Myoglobin is an oxygen binding protein found in cardiac and skeletal muscle
Which cardiac enzyme provides an early indication of myocardial damage?
Myoglobin. Increased levels indicate cardiac muscle injury or death occur in about 3 hours
Disease or trauma to skeletal muscle causes elevations that can reach very high levels
How does Myoglobin compare to CPK test?
More sensitive than CPK isoenzymes but not as specific – may elevate with trauma, inflammation, or ischemic changes to noncardiac skeletal muscles
Main benefit over CPK-MB is that it may elevate earlier in some patients
Interfering factors of myoglobin
Recent administration of radioactive substances
Intramuscular injections can increase myoglobin levels due to localized muscle injury
Causes of increased levels of myoglobin.
MI – cardiac muscle injury causes cells to lyse and release myoglobin
Skeletal muscle inflammation (myositis)
Malignant hyperthermia, muscular dystrophy, skeletal muscle ischemia, skeletal muscle trauma, rhabdomyolysis – affect skeletal muscle
Seizures – persistent seizure injures skeletal muscle
Causes of decreased levels of myoglobin
Polymyositis – antimyoglobin antibodies exist and decrease myoglobin in blood
What do Troponin enzymes indicate and what are the normal ranges?

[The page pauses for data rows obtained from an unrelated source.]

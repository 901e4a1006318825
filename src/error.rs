//! Error types for the library console

use thiserror::Error;

/// Main application error type
#[derive(Error, Debug)]
pub enum AppError {
    #[error("Not found: {0}")]
    NotFound(String),

    #[error("Validation error: {0}")]
    Validation(String),

    #[error("Business rule violation: {0}")]
    BusinessRule(String),

    #[error("I/O error: {0}")]
    Io(#[from] std::io::Error),

    #[error("Data file error: {0}")]
    Json(#[from] serde_json::Error),

    #[error("Configuration error: {0}")]
    Config(#[from] config::ConfigError),

    #[error("Internal error: {0}")]
    Internal(String),

    /// A state accepted an action it has no transition for. This is a gap in
    /// the navigation table, never a user mistake.
    #[error("Unhandled action {action} in state {state}")]
    UnhandledAction { state: String, action: String },
}

impl AppError {
    pub fn not_found(what: &str, id: i32) -> Self {
        AppError::NotFound(format!("{} with id {} not found", what, id))
    }
}

/// Result type alias for application operations
pub type AppResult<T> = Result<T, AppError>;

Used to determine if chest pain is caused by cardiac ischemia.
Specific indicator of cardiac muscle injury and is also helpful in predicting future cardiac events
Normal values:
Troponin I: < 0.03 ng/ml
Troponin T: < 0.2 ng/ml
These enzymes are biomarkers for cardiac disease
Cardiac troponins
What are the two types of cardiac Troponins?
Cardiac troponins can be separated from skeletal muscle troponins
The two cardiac specific troponins are cardiac troponin T (cTnT) and cardiac troponin I (cTnI)
What is the function of Troponins in the body?
Troponins are proteins in skeletal and cardiac muscle that regulate calcium dependent interaction of myosin with actin for the muscle contractile apparatus
How does the Troponin measurement compare to CPK-MB?
Used similarly to CPK-MB except troponins are more specific for cardiac muscle injury while CPK-MB can be elevated with severe skeletal muscle injury, brain or lung injury, or in renal failure.
Cardiac troponins are almost always normal in noncardiac muscle diseases and become elevated sooner and remain elevated longer than CPK-MB to expand the time window for diagnosis and treatment of myocardial injury
Cardiac troponins are more sensitive to cardiac muscle injury than CPK-MB
Describe the timeline of the rise and fall of Troponins after a myocardial injury
Become elevated as early as 3 hours after myocardial injury and remain elevated for 7-10 days for cTnI and 10-14 days for cTnT
When may Troponin measurements not be as helpful?
If reinfarction is considered, troponins may not be helpful because they could be elevated just from the first ischemic event. However, results can be compared to previous results.
How quickly can Troponins be determined and how does this affect treatment?
Troponins can be run in 20 minutes.
The earlier myocardial injury is detected, the more rapidly treatment can begin
The earlier revascularization occurs, the less myocardial muscle is injured – Time is muscle!
In unstable Agina what does an elevated Troponin level indicate?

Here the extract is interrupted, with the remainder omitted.